[time-nuts] How close can you trim a Cs?
John Ackermann N8UR
jra at febo.com
Wed Mar 9 10:42:58 EST 2005
Chuck Harris wrote:
> Hi John,
>
> The manual for my old Sulzer 2.5A crystal oscillator says to not make
> frequency adjustments more often than every 72 hours.
>
> I never understood exactly why, but that is what they said.
>
> I know that with my Austron 2100F/T loran receivers, the displayed
> frequency offset reading takes about 12 hours before it is strictly
> correct. Last night I had just finished surgery on my Sulzer 2.5A
> and was tracking it with two 2100's, one set for the Master, and one
> set for a Secondary transmitter. I started the two receivers tracking
> about 30 minutes apart. At the end of 3 hours, one 2100 said the
> standard was 10E -2.8, and the other 2100 said it was 10E +3.2.
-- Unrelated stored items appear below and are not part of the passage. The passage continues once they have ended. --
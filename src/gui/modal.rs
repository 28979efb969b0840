use eframe::egui;

#[derive(Debug, Clone)]
pub enum ModalResult<T> {
    Confirmed(T),
    Cancelled,
}

#[derive(Clone)]
pub struct ModalConfig {
    pub resizable: bool,
    pub min_width: f32,
    /// Dim the rest of the window and close when it is clicked.
    pub show_overlay: bool,
}

impl Default for ModalConfig {
    fn default() -> Self {
        Self { resizable: false, min_width: 320.0, show_overlay: true }
    }
}

/// A centered window holding editable data of type `T` until the content
/// closure confirms or cancels it.
pub struct Modal<T> {
    open: bool,
    title: String,
    data: T,
    config: ModalConfig,
}

impl<T> Modal<T> {
    pub fn new_with_data(title: impl Into<String>, data: T) -> Self {
        Self { open: false, title: title.into(), data, config: ModalConfig::default() }
    }

    pub fn with_config(mut self, config: ModalConfig) -> Self {
        self.config = config;
        self
    }

    pub fn open(&mut self) {
        self.open = true;
    }

    pub fn is_open(&self) -> bool {
        self.open
    }

    pub fn data_mut(&mut self) -> &mut T {
        &mut self.data
    }

    pub fn show<F>(&mut self, ctx: &egui::Context, content: F) -> Option<ModalResult<T>>
    where
        F: FnOnce(&mut egui::Ui, &mut T) -> Option<ModalResult<T>>,
    {
        if !self.open {
            return None;
        }

        let outside_click = self.config.show_overlay && show_overlay(ctx);

        let data = &mut self.data;
        let inner = egui::Window::new(&self.title)
            .collapsible(false)
            .resizable(self.config.resizable)
            .min_width(self.config.min_width)
            .anchor(egui::Align2::CENTER_CENTER, egui::Vec2::ZERO)
            .show(ctx, |ui| content(ui, data))
            .and_then(|response| response.inner)
            .flatten();

        let result = match inner {
            Some(result) => Some(result),
            None if outside_click => Some(ModalResult::Cancelled),
            None => None,
        };

        if result.is_some() {
            self.open = false;
        }
        result
    }
}

fn show_overlay(ctx: &egui::Context) -> bool {
    egui::Area::new(egui::Id::new("modal_overlay"))
        .order(egui::Order::Background)
        .fixed_pos(egui::Pos2::ZERO)
        .show(ctx, |ui| {
            let screen_rect = ctx.screen_rect();
            let (_rect, response) = ui.allocate_exact_size(screen_rect.size(), egui::Sense::click());
            ui.painter().rect_filled(screen_rect, 0.0, egui::Color32::from_black_alpha(100));
            response.clicked()
        })
        .inner
}

/// Yes/No dialog; `Confirmed(())` when the user agreed.
pub fn confirmation_dialog(
    modal: &mut Modal<()>,
    ctx: &egui::Context,
    message: &str,
) -> Option<ModalResult<()>> {
    modal.show(ctx, |ui, _| {
        ui.label(message);
        ui.add_space(10.0);
        ui.horizontal(|ui| {
            if ui.button("Yes").clicked() {
                Some(ModalResult::Confirmed(()))
            } else if ui.button("No").clicked() {
                Some(ModalResult::Cancelled)
            } else {
                None
            }
        })
        .inner
    })
}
> By morning, they both agreed that it was 10E +5.8. If I had started both
> receivers tracking at the same time, they would have both been in exact
> agreement.
>
> My point is the software that calculates the frequency offset in these
> receivers (and probably your GPS receiver too) is kind of funny. Because
> the tracking loops have very long time constants, you need to give the
> receivers plenty of time to settle down.
>
> -Chuck
Hi Chuck --
Thanks for the response! I'm using the raw 1pps output from a Motorola
UT+ receiver as the "stop" input to a time interval counter (with 2ns
resolution), and the 1pps from the 5061A as the "start" input. I then
log the time interval at 100 second averaging and plot that. So, my
situation is a bit different than using the Loran receiver (which I
agree takes a long time to stabilize). The real issue is the noise on
the GPS signal, which with 100 second averaging is around 10 nanoseconds
with occasional spikes of 20ns or so. But over several hours you can
get a pretty good view of what the slope is -- the question is whether
it's good enough to measure parts in the low 13s or even better, high 14s.